Я числился прицепщиком и был горд этим. Кормили кашей с мясом в бригаде, а как было вкусно! На посевной соревновались, каждая бригада старалась отсеяться первой. Хорошо помню, как люди шутили, пожимали друг другу руки, радовались, что отсеялись вперед.

А осенью отец садился на прицепной комбайн, убирал хлеба.

В июле 41-го отца взяли на войну вместе с трактором. Я провожал его до конца нашей рощи. В Бердюжье, в райцентр, он решил ехать через Осинники — ближним путем. Остановились в конце рощи, отец подошел к небольшой березке и из её веток свил венок на память, оставил меня возле этого венка и сам уехал, долго махая мне рукой…

На следующий день я пошел к этому венку, побыл рядом, погоревал. И только потом сказал об этом матери. Она попросила принести венок домой. Я взял нож, чтоб срезать его, хоть мне почему-то не хотелось этого делать. В роще той березки я не смог найти. Обошел все полянки, осмотрел все деревья — венка нигде не было. А мать все посылала и посылала меня за ним. А он так и не отыскался…

После войны стали приходить домой солдаты-фронтовики. Среди первых вернулись шоферы Иван Саломатов, Василий Когтев, Петр Фомин. Вернулся и отец. Без трактора. Решил устроиться в совхоз шофером. Но в первую очередь машины давали бывшим шоферам. Когтев, помню, получил — одну раму и кабину от машины. Не стал ею заниматься. Пешком ушел в Ишим вместе с семьей. Там он и прожил до конца своих дней…

Отцу пришлось принять машину, предложенную Когтеву. И через некоторое время он восстановил её по «косточкам». Что это ему стоило, только он сам знал. Все перебрал, отладил и стал ездить!

Почему все в Окунёво вспоминают: ездил он тихо?! Не думаю, что боялся скорости. Тогда и скорости-то были другими. Самая высокая — 70 километров в час. А отец ездил где-то 30–50 и не выше. Возможно, он жалел машину, восстановленную с таким трудом. Да и дорог тогда не было, кроме грунтовых и грейдерных. Кочки да ямы, а после дождей вообще не проехать, все машины буксовали. Шофера пытались выскочить на обочины, но потом приходилось просить трактор, чтоб вылезти из кювета. А отец в такую погоду ездил по Казанскому тракту — через Одышку, нигде не буксовал, первым приезжал из Ишима в Окунёво с грузом. Словом, ездил расчетливо: не пытался штурмовать кюветы, осматривался, где можно проехать травой, подлопатить, убрать бугорок, подложить сучьев под колесо. Берег машину, и она его не подводила. Но однажды, во время отпуска отца, машину дали временному шоферу.
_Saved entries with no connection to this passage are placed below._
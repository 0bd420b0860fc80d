use super::{CountSource, CounterDescriptor};
use crate::app::pagination::{collect_pages, count_pages, Page};
use crate::app::sdk_errors::sdk_error;
use anyhow::{Context, Result};
use async_trait::async_trait;
use std::sync::Arc;

#[async_trait]
pub trait EcrApi: Send + Sync {
    /// One page of repository names
    async fn describe_repositories(&self, next_token: Option<String>) -> Result<Page<String>>;
    /// One page of image ids (digest, or tag when no digest is reported)
    async fn list_images(&self, repository: &str, next_token: Option<String>) -> Result<Page<String>>;
}

#[async_trait]
impl EcrApi for aws_sdk_ecr::Client {
    async fn describe_repositories(&self, next_token: Option<String>) -> Result<Page<String>> {
        let response = self
            .describe_repositories()
            .set_next_token(next_token)
            .send()
            .await
            .map_err(sdk_error)
            .context("failed to list ECR repositories")?;

        let names = response
            .repositories()
            .iter()
            .filter_map(|repo| repo.repository_name())
            .map(String::from)
            .collect();

        Ok(Page::new(names, response.next_token()))
    }

    async fn list_images(&self, repository: &str, next_token: Option<String>) -> Result<Page<String>> {
        let response = self
            .list_images()
            .repository_name(repository)
            .set_next_token(next_token)
            .send()
            .await
            .map_err(sdk_error)
            .with_context(|| format!("failed to list images in repository {}", repository))?;

        let ids = response
            .image_ids()
            .iter()
            .map(|id| {
                id.image_digest()
                    .or(id.image_tag())
                    .unwrap_or_default()
                    .to_string()
            })
            .collect();

        Ok(Page::new(ids, response.next_token()))
    }
}

/// Sums the images of every private repository
pub struct EcrImageCount {
    api: Arc<dyn EcrApi>,
}

impl EcrImageCount {
    pub fn new(api: Arc<dyn EcrApi>) -> Self {
        Self { api }
    }
}

#[async_trait]
impl CountSource for EcrImageCount {
    async fn count(&self, _descriptor: &CounterDescriptor) -> Result<u64> {
        let repositories = collect_pages(|token| self.api.describe_repositories(token)).await?;

        let mut total = 0;
        for repository in &repositories {
            total += count_pages(|token| self.api.list_images(repository, token)).await?;
        }
        Ok(total)
    }
}

#[cfg(test)]
mod tests {
    use super::*;
    use crate::app::counters::COUNTERS;
    use std::collections::HashMap;

    struct FakeEcr {
        repositories: Vec<Vec<&'static str>>,
        images: HashMap<&'static str, Result<Vec<usize>, &'static str>>,
    }

    fn page<T>(pages: &[T], token: Option<String>) -> (usize, Option<String>) {
        let index: usize = token.map(|t| t.parse().unwrap()).unwrap_or(0);
        let next = (index + 1 < pages.len()).then(|| (index + 1).to_string());
        (index, next)
    }

    #[async_trait]
    impl EcrApi for FakeEcr {
        async fn describe_repositories(&self, next_token: Option<String>) -> Result<Page<String>> {
            let (index, next) = page(&self.repositories, next_token);
            Ok(Page {
                items: self.repositories[index].iter().map(|s| s.to_string()).collect(),
                next_token: next,
            })
        }

        async fn list_images(&self, repository: &str, next_token: Option<String>) -> Result<Page<String>> {
            let pages = match self.images.get(repository) {
                Some(Ok(pages)) => pages,
                Some(Err(e)) => anyhow::bail!("{}", e),
                None => return Ok(Page::last(Vec::new())),
            };
            let (index, next) = page(pages, next_token);
            Ok(Page {
                items: vec!["sha256:abc".to_string(); pages[index]],
                next_token: next,
            })
        }
    }

    fn descriptor() -> &'static CounterDescriptor {
        COUNTERS
            .iter()
            .find(|d| d.resource_type == "AWS::ECR::Repository")
            .unwrap()
    }

    #[tokio::test]
    async fn test_sums_images_across_repositories() {
        let api = FakeEcr {
            repositories: vec![vec!["web", "worker"], vec!["empty"]],
            images: HashMap::from([("web", Ok(vec![3, 2])), ("worker", Ok(vec![4]))]),
        };
        let count = EcrImageCount::new(Arc::new(api))
            .count(descriptor())
            .await
            .unwrap();
        assert_eq!(count, 9);
    }

    #[tokio::test]
    async fn test_image_listing_error_fails_counter() {
        let api = FakeEcr {
            repositories: vec![vec!["web"]],
            images: HashMap::from([("web", Err("RepositoryNotFoundException"))]),
        };
        let err = EcrImageCount::new(Arc::new(api))
            .count(descriptor())
            .await
            .unwrap_err();
        assert!(err.to_string().contains("RepositoryNotFoundException"));
    }
}
//! Session bootstrap: the ambient SDK configuration plus the optional initial role.

use crate::app::config::ScanConfig;
use crate::app::credentials::{session_name, RoleAssumer, ScanCredentials};
use crate::app::error::ScanError;
use async_trait::async_trait;
use aws_config::BehaviorVersion;
use aws_credential_types::provider::SharedCredentialsProvider;
use aws_types::region::Region;
use aws_types::SdkConfig;

/// Session identity used when no target account was given
const MANAGEMENT_SESSION: &str = "management";

/// Region, SDK configuration and initial credentials in effect for a run
#[derive(Debug, Clone)]
pub struct EffectiveSession {
    pub region: String,
    pub sdk_config: SdkConfig,
    /// Set when a role ARN was configured and assumed at startup
    pub initial_credentials: Option<ScanCredentials>,
}

impl EffectiveSession {
    /// Configuration for management calls (regions, organizations, CloudTrail)
    pub fn management_config(&self) -> SdkConfig {
        regional_config(
            &self.sdk_config,
            &self.region,
            self.initial_credentials.as_ref(),
        )
    }
}

/// Derive a configuration pinned to `region`, optionally overriding its credentials.
/// Without credentials the ambient provider of `base` is kept.
pub fn regional_config(
    base: &SdkConfig,
    region: &str,
    credentials: Option<&ScanCredentials>,
) -> SdkConfig {
    let mut builder = base.to_builder().region(Region::new(region.to_string()));
    if let Some(creds) = credentials {
        builder = builder.credentials_provider(SharedCredentialsProvider::new(
            creds.to_aws_credentials(),
        ));
    }
    builder.build()
}

#[async_trait]
pub trait SessionInitializer: Send + Sync {
    async fn initialize(&self, config: &ScanConfig) -> Result<EffectiveSession, ScanError>;
}

/// Loads the default credential chain and assumes the configured role ARN, if any
#[derive(Debug, Default)]
pub struct SdkSessionInitializer;

#[async_trait]
impl SessionInitializer for SdkSessionInitializer {
    async fn initialize(&self, config: &ScanConfig) -> Result<EffectiveSession, ScanError> {
        let mut loader = aws_config::defaults(BehaviorVersion::latest());
        if let Some(region) = config.region.as_deref().filter(|r| !r.is_empty()) {
            loader = loader.region(Region::new(region.to_string()));
        }
        let sdk_config = loader.load().await;

        let region = sdk_config
            .region()
            .map(|r| r.as_ref().to_string())
            .filter(|r| !r.is_empty())
            .ok_or(ScanError::EmptyRegion)?;

        let initial_credentials = match config.role_arn.as_deref().filter(|arn| !arn.is_empty()) {
            Some(arn) if !arn.starts_with("arn:") => {
                return Err(ScanError::SessionInit(format!("invalid role ARN {}", arn)));
            }
            Some(arn) => {
                let sts = aws_sdk_sts::Client::new(&sdk_config);
                Some(assume_initial_role(&sts, arn, config, &region).await?)
            }
            None => None,
        };

        trace_info!(
            "Session initialized in {} ({})",
            region,
            if initial_credentials.is_some() {
                "assumed role"
            } else {
                "ambient credentials"
            }
        );

        Ok(EffectiveSession {
            region,
            sdk_config,
            initial_credentials,
        })
    }
}

/// Assume the startup role. Failure is fatal for the run.
pub async fn assume_initial_role(
    assumer: &dyn RoleAssumer,
    role_arn: &str,
    config: &ScanConfig,
    region: &str,
) -> Result<ScanCredentials, ScanError> {
    let account = config
        .account_id
        .as_deref()
        .filter(|id| !id.is_empty())
        .unwrap_or(MANAGEMENT_SESSION);

    assumer
        .assume(role_arn, &session_name(account, region))
        .await
        .map_err(|e| ScanError::InitialRole {
            role_arn: role_arn.to_string(),
            message: format!("{:#}", e),
        })
}

#[cfg(test)]
mod tests {
    use super::*;
    use chrono::Utc;
    use std::sync::Mutex;

    struct SessionNameAssumer(Mutex<Vec<String>>);

    #[async_trait]
    impl RoleAssumer for SessionNameAssumer {
        async fn assume(&self, _role_arn: &str, session_name: &str) -> anyhow::Result<ScanCredentials> {
            self.0.lock().unwrap().push(session_name.to_string());
            Ok(ScanCredentials {
                access_key_id: "AKIA".into(),
                secret_access_key: "secret".into(),
                session_token: "token".into(),
                expiration: Utc::now(),
                can_expire: true,
            })
        }
    }

    #[tokio::test]
    async fn test_initial_role_session_name() {
        let assumer = SessionNameAssumer(Mutex::new(Vec::new()));
        let mut config = ScanConfig::default();

        assume_initial_role(&assumer, "arn:aws:iam::1:role/x", &config, "us-east-1")
            .await
            .unwrap();
        config.account_id = Some("111111111111".into());
        assume_initial_role(&assumer, "arn:aws:iam::1:role/x", &config, "us-east-1")
            .await
            .unwrap();

        assert_eq!(
            *assumer.0.lock().unwrap(),
            vec![
                "scan-management-us-east-1".to_string(),
                "scan-111111111111-us-east-1".to_string()
            ]
        );
    }

    struct RefusingAssumer;

    #[async_trait]
    impl RoleAssumer for RefusingAssumer {
        async fn assume(&self, _role_arn: &str, _session_name: &str) -> anyhow::Result<ScanCredentials> {
            anyhow::bail!("AccessDenied: not authorized to perform sts:AssumeRole")
        }
    }

    #[tokio::test]
    async fn test_initial_role_failure_is_initial_role_error() {
        let err = assume_initial_role(
            &RefusingAssumer,
            "arn:aws:iam::1:role/x",
            &ScanConfig::default(),
            "us-east-1",
        )
        .await
        .unwrap_err();

        match err {
            ScanError::InitialRole { role_arn, message } => {
                assert_eq!(role_arn, "arn:aws:iam::1:role/x");
                assert!(message.contains("AccessDenied"));
            }
            other => panic!("unexpected error: {:?}", other),
        }
    }

    #[test]
    fn test_regional_config_overrides_region() {
        let base = SdkConfig::builder()
            .region(Region::new("us-east-1"))
            .behavior_version(BehaviorVersion::latest())
            .build();
        let derived = regional_config(&base, "eu-west-1", None);
        assert_eq!(derived.region().map(|r| r.as_ref()), Some("eu-west-1"));
        assert!(derived.credentials_provider().is_none());
    }
}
Он её кончил, разбил. Отцу снова пришлось восстанавливать…

Платили в совхозе очень мало. Даже хорошим специалистам. И когда отец пошел на пенсию, стал получать 60 рублей в месяц. За все свои многолетние честные труды!

А он был честнейшим человеком. И светлым душой. Никому не сказал грубого слова, никого ничем не обидел, никого не ударил, даже нас, детей. Ничего ни у кого не украл, никого не осудил, не оскорбил, никогда не матерился, никогда и никому не был должен — не любил занимать. А в долг давал. И мог отдать последнюю рубаху, если человеку трудно. У дома насадил сосенок и цветов, которые приносил из ряма и рощи. Березки в огороде посадил. Они росли быстро, потом уж, в поздние годы, новый хозяин нашего дома выкорчевал березки: не должны быть деревья в огороде! Но я знаю, что если бы у отца был еще какой-то участок земли, он бы превратил его в сад!
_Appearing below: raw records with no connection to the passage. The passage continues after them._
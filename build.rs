// build.rs
use std::process::Command;

fn git(args: &[&str]) -> String {
    Command::new("git")
        .args(args)
        .output()
        .ok()
        .filter(|output| output.status.success())
        .and_then(|output| String::from_utf8(output.stdout).ok())
        .map(|s| s.trim().to_string())
        .unwrap_or_else(|| "unknown".to_string())
}

fn main() {
    let git_commit = git(&["rev-parse", "--short", "HEAD"]);

    // Shown in `awsscan --version`
    println!("cargo:rustc-env=GIT_COMMIT={}", git_commit);
    println!("cargo:rerun-if-changed=.git/HEAD");
    println!("cargo:rerun-if-changed=.git/refs");
}
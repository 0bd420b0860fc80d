//! The nested account/region loop.

use super::resource_scanner::ResourceScanner;
use crate::app::audit_log::ScanLog;
use crate::app::credentials::CredentialSource;
use crate::app::organizations::Account;
use crate::app::totals::{ResourceTotals, ScanSummary};
use colored::Colorize;
use std::io::Write;
use std::sync::Arc;
use tokio::sync::Mutex;

/// Prints `done / total` on a single terminal line
struct ProgressReporter {
    done: usize,
    total: usize,
    enabled: bool,
}

impl ProgressReporter {
    fn new(accounts: usize, regions: usize, enabled: bool) -> Self {
        Self {
            done: 0,
            total: accounts * regions,
            enabled,
        }
    }

    fn advance(&mut self) {
        self.done += 1;
        if !self.enabled {
            return;
        }
        print!(
            "{} {} / {} ...\r",
            "AWS Resource Discovery Scan Progress:".cyan(),
            self.done,
            self.total
        );
        if let Err(e) = std::io::stdout().flush() {
            tracing::debug!("Failed to flush progress line: {}", e);
        }
    }
}

/// Scans every (account, region) pair, accounts outer and regions inner.
pub struct OrgScanner {
    credentials: Arc<dyn CredentialSource>,
    resource_scanner: ResourceScanner,
    log: Arc<dyn ScanLog>,
    totals: Mutex<ResourceTotals>,
    show_progress: bool,
}

impl OrgScanner {
    pub fn new(
        credentials: Arc<dyn CredentialSource>,
        resource_scanner: ResourceScanner,
        log: Arc<dyn ScanLog>,
    ) -> Self {
        Self {
            credentials,
            resource_scanner,
            log,
            totals: Mutex::new(ResourceTotals::default()),
            show_progress: true,
        }
    }

    /// Disable the stdout progress line and summary
    pub fn quiet(mut self) -> Self {
        self.show_progress = false;
        self
    }

    /// Scan all pairs sequentially and return the aggregated summary.
    ///
    /// A pair whose credentials cannot be obtained is logged and skipped; every other pair still
    /// runs and contributes to the totals.
    pub async fn run(&self, accounts: &[Account], regions: &[String]) -> ScanSummary {
        let mut progress = ProgressReporter::new(accounts.len(), regions.len(), self.show_progress);
        let mut pairs_scanned = 0;
        let mut pairs_skipped = 0;

        for account in accounts {
            for region in regions {
                match self.credentials.credentials_for(&account.id, region).await {
                    Ok(credentials) => {
                        self.resource_scanner
                            .scan_resources(&account.id, region, Some(&credentials), &self.totals)
                            .await;
                        pairs_scanned += 1;
                    }
                    Err(e) => {
                        scan_warn!(account.id, region, "Skipping pair: {}", e);
                        let message = format!(
                            "Failed to get credentials for account {} in region {}: {}",
                            account.id, region, e
                        );
                        if let Err(e) = self.log.log_message(&message) {
                            tracing::warn!("Failed to write audit log message: {:#}", e);
                        }
                        pairs_skipped += 1;
                    }
                }
                progress.advance();
            }
        }

        let summary = ScanSummary {
            accounts: accounts.len(),
            pairs_scanned,
            pairs_skipped,
            totals: self.totals.lock().await.clone(),
        };

        trace_info!(
            "Scan finished: {} pairs scanned, {} skipped, {} resources",
            summary.pairs_scanned,
            summary.pairs_skipped,
            summary.totals.total()
        );

        if self.show_progress {
            println!("\n{}\n", summary.headline().as_str().bold());
            println!("{}", summary.totals.to_table());
        }

        summary
    }
}
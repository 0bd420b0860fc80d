#![warn(clippy::all, rust_2018_idioms)]

/// Tracing macros with file and line context.
/// Use these for messages that are not tied to a single account/region pair.
#[macro_export]
macro_rules! trace_debug {
    ($($arg:tt)*) => {
        tracing::debug!("[{}:{}] {}", file!(), line!(), format!($($arg)*));
    };
}

#[macro_export]
macro_rules! trace_info {
    ($($arg:tt)*) => {
        tracing::info!("[{}:{}] {}", file!(), line!(), format!($($arg)*));
    };
}

#[macro_export]
macro_rules! trace_warn {
    ($($arg:tt)*) => {
        tracing::warn!("[{}:{}] {}", file!(), line!(), format!($($arg)*));
    };
}

#[macro_export]
macro_rules! trace_error {
    ($($arg:tt)*) => {
        tracing::error!("[{}:{}] {}", file!(), line!(), format!($($arg)*));
    };
}

/// Scan-scoped tracing macros.
/// The first two arguments are the account id and region of the pair being scanned; they are
/// recorded as structured `account` and `region` fields so a single pair can be filtered out of
/// the log file.
#[macro_export]
macro_rules! scan_debug {
    ($account:expr, $region:expr, $($arg:tt)*) => {
        tracing::debug!(account = %$account, region = %$region, "[{}:{}] {}", file!(), line!(), format!($($arg)*));
    };
}

#[macro_export]
macro_rules! scan_info {
    ($account:expr, $region:expr, $($arg:tt)*) => {
        tracing::info!(account = %$account, region = %$region, "[{}:{}] {}", file!(), line!(), format!($($arg)*));
    };
}

#[macro_export]
macro_rules! scan_warn {
    ($account:expr, $region:expr, $($arg:tt)*) => {
        tracing::warn!(account = %$account, region = %$region, "[{}:{}] {}", file!(), line!(), format!($($arg)*));
    };
}

#[macro_export]
macro_rules! scan_error {
    ($account:expr, $region:expr, $($arg:tt)*) => {
        tracing::error!(account = %$account, region = %$region, "[{}:{}] {}", file!(), line!(), format!($($arg)*));
    };
}
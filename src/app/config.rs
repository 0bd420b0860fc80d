//! Run configuration.
//!
//! [`ScanConfig`] is the immutable description of one scan, built from command line flags.
//! [`ScanSettings`] holds the operator defaults that rarely change between runs and are read
//! from an optional TOML file under the platform config directory.

use anyhow::{Context, Result};
use serde::{Deserialize, Serialize};
use std::path::{Path, PathBuf};
use std::time::Duration;

/// Role assumed in member accounts when no role name is configured
pub const DEFAULT_ROLE_NAME: &str = "resource-discovery-role";
/// Default audit log file name, relative to the working directory
pub const DEFAULT_OUTPUT: &str = "aws-resource-discovery.csv";
pub const DEFAULT_COUNTER_TIMEOUT_SECS: u64 = 300;

/// What to scan and how to authenticate
#[derive(Debug, Clone, Default, PartialEq, Eq)]
pub struct ScanConfig {
    /// Role assumed once at startup to obtain the initial credentials
    pub role_arn: Option<String>,
    /// Present for a single-account scan, absent for an organization scan
    pub account_id: Option<String>,
    /// Restricts the scan to one region; all enabled regions otherwise
    pub region: Option<String>,
    /// Role assumed in each scanned account
    pub role_name: Option<String>,
    /// Print CloudTrail information after the scan
    pub trail: bool,
    pub exclude_accounts: Vec<String>,
}

impl ScanConfig {
    pub fn is_single_account(&self) -> bool {
        self.account_id.as_deref().is_some_and(|id| !id.is_empty())
    }

    pub fn is_excluded(&self, account_id: &str) -> bool {
        self.exclude_accounts.iter().any(|id| id == account_id)
    }

    /// Union the settings-file defaults into flags given on the command line
    pub fn with_settings(mut self, settings: &ScanSettings) -> Self {
        if self.role_name.is_none() {
            self.role_name = settings.default_role_name.clone();
        }
        for id in &settings.exclude_accounts {
            if !self.is_excluded(id) {
                self.exclude_accounts.push(id.clone());
            }
        }
        self
    }
}

/// Split a comma separated account list, dropping blanks
pub fn parse_account_list(raw: &str) -> Vec<String> {
    raw.split(',')
        .map(str::trim)
        .filter(|s| !s.is_empty())
        .map(String::from)
        .collect()
}

#[derive(Debug, Clone, Serialize, Deserialize, PartialEq, Eq)]
#[serde(default)]
pub struct ScanSettings {
    pub default_role_name: Option<String>,
    pub output: PathBuf,
    pub counter_timeout_secs: u64,
    pub exclude_accounts: Vec<String>,
}

impl Default for ScanSettings {
    fn default() -> Self {
        Self {
            default_role_name: None,
            output: PathBuf::from(DEFAULT_OUTPUT),
            counter_timeout_secs: DEFAULT_COUNTER_TIMEOUT_SECS,
            exclude_accounts: Vec::new(),
        }
    }
}

impl ScanSettings {
    /// `<config dir>/awsscan/config.toml`
    pub fn default_path() -> Option<PathBuf> {
        directories::ProjectDirs::from("com", "", "awsscan")
            .map(|proj_dirs| proj_dirs.config_dir().join("config.toml"))
    }

    /// Load settings from an explicit path, or from the default location if it exists.
    ///
    /// A missing default file yields the built-in defaults. An explicit path must exist and
    /// parse.
    pub fn load(explicit: Option<&Path>) -> Result<Self> {
        if let Some(path) = explicit {
            return Self::load_from_file(path);
        }

        match Self::default_path() {
            Some(path) if path.exists() => Self::load_from_file(&path),
            _ => Ok(Self::default()),
        }
    }

    pub fn load_from_file<P: AsRef<Path>>(path: P) -> Result<Self> {
        let path = path.as_ref();
        let content = std::fs::read_to_string(path)
            .with_context(|| format!("Failed to read settings file {}", path.display()))?;
        let settings: ScanSettings = toml::from_str(&content)
            .with_context(|| format!("Failed to parse settings file {}", path.display()))?;
        if settings.counter_timeout_secs == 0 {
            anyhow::bail!(
                "Invalid settings file {}: counter_timeout_secs must be at least 1",
                path.display()
            );
        }
        trace_debug!("Loaded settings from {}", path.display());
        Ok(settings)
    }

    pub fn counter_timeout(&self) -> Duration {
        Duration::from_secs(self.counter_timeout_secs)
    }
}

#[cfg(test)]
mod tests {
    use super::*;
    use std::io::Write;

    #[test]
    fn test_parse_account_list() {
        assert_eq!(
            parse_account_list("111111111111, 222222222222,,"),
            vec!["111111111111".to_string(), "222222222222".to_string()]
        );
        assert!(parse_account_list("").is_empty());
    }

    #[test]
    fn test_single_account_selection() {
        let mut config = ScanConfig::default();
        assert!(!config.is_single_account());
        config.account_id = Some(String::new());
        assert!(!config.is_single_account());
        config.account_id = Some("111111111111".to_string());
        assert!(config.is_single_account());
    }

    #[test]
    fn test_settings_defaults_when_file_empty() {
        let settings: ScanSettings = toml::from_str("").unwrap();
        assert_eq!(settings, ScanSettings::default());
        assert_eq!(settings.counter_timeout(), Duration::from_secs(300));
        assert_eq!(settings.output, PathBuf::from("aws-resource-discovery.csv"));
    }

    #[test]
    fn test_settings_from_file() {
        let mut file = tempfile::NamedTempFile::new().unwrap();
        writeln!(
            file,
            "default_role_name = \"auditor\"\ncounter_timeout_secs = 30\nexclude_accounts = [\"333333333333\"]"
        )
        .unwrap();

        let settings = ScanSettings::load(Some(file.path())).unwrap();
        assert_eq!(settings.default_role_name.as_deref(), Some("auditor"));
        assert_eq!(settings.counter_timeout_secs, 30);

        let config = ScanConfig {
            exclude_accounts: vec!["222222222222".to_string(), "333333333333".to_string()],
            ..Default::default()
        }
        .with_settings(&settings);
        assert_eq!(config.role_name.as_deref(), Some("auditor"));
        assert_eq!(config.exclude_accounts.len(), 2);
    }

    #[test]
    fn test_explicit_missing_file_is_an_error() {
        let dir = tempfile::tempdir().unwrap();
        assert!(ScanSettings::load(Some(&dir.path().join("missing.toml"))).is_err());
    }

    #[test]
    fn test_zero_counter_timeout_is_rejected() {
        let mut file = tempfile::NamedTempFile::new().unwrap();
        writeln!(file, "counter_timeout_secs = 0").unwrap();

        let err = ScanSettings::load(Some(file.path())).unwrap_err();
        assert!(format!("{:#}", err).contains("counter_timeout_secs must be at least 1"));
    }

    #[test]
    fn test_cli_role_name_wins_over_settings() {
        let settings = ScanSettings {
            default_role_name: Some("auditor".to_string()),
            ..Default::default()
        };
        let config = ScanConfig {
            role_name: Some("scanner".to_string()),
            ..Default::default()
        }
        .with_settings(&settings);
        assert_eq!(config.role_name.as_deref(), Some("scanner"));
    }
}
Он был человеком самого широкого профиля: умел построить дом, связать рамы, окосячить, умел сложить печь и обшить дом стругаными досками. Все умел. До войны шил хромовые сапоги. Помню, как на железной лапе он забивал в подошвы деревянные березовые шпильки и как работал дратвой со щетинкой вместо иголки. Столярничал хорошо, мог сделать шкаф, хоть и не было у нас специального набора инструментов. Пытался держать пчел, но какой-то мор навалился, и пчелы погибли.

Образование у отца было небольшое, но писал он грамотно, красиво, читал газеты и мог поговорить на любую тему. Последние годы отец переписывался с каким-то немцем из ГДР. Что они писали друг другу и на каком языке, не знаю…
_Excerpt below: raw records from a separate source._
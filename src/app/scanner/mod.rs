//! Scan orchestration.
//!
//! [`service::ScanService`] prepares a run (session, regions, accounts), [`org_scanner::OrgScanner`]
//! walks every account/region pair in order and [`resource_scanner::ResourceScanner`] fans the
//! counters of one pair out over tokio tasks.

pub mod org_scanner;
pub mod resource_scanner;
pub mod service;

use std::time::Duration;

/// Final line printed after a run
pub fn completion_message(elapsed: Duration) -> String {
    let secs = elapsed.as_secs();
    let minutes = secs / 60;
    let seconds = secs % 60;
    if minutes > 0 {
        format!(
            "\nScan completed in {} minutes {} seconds.",
            minutes, seconds
        )
    } else {
        format!("\nScan completed in {} seconds.", seconds)
    }
}

#[cfg(test)]
mod tests {
    use super::*;

    #[test]
    fn test_completion_message() {
        assert_eq!(
            completion_message(Duration::from_secs(42)),
            "\nScan completed in 42 seconds."
        );
        assert_eq!(
            completion_message(Duration::from_millis(185_900)),
            "\nScan completed in 3 minutes 5 seconds."
        );
    }
}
Умер отец на семьдесят третьем году жизни. Похоронен у ряма на двоеданском кладбище. Рядом с ним лежит моя мать Мария Викторовна…»

За рямом, за рямом… Полоснуло тут по моей душе. Там и мои…

О, Русская земля… Шумят, шелестят травами степные ветры. Плачут. О чем этот плач. Не скажут ветры. Не узнать и мне никогда.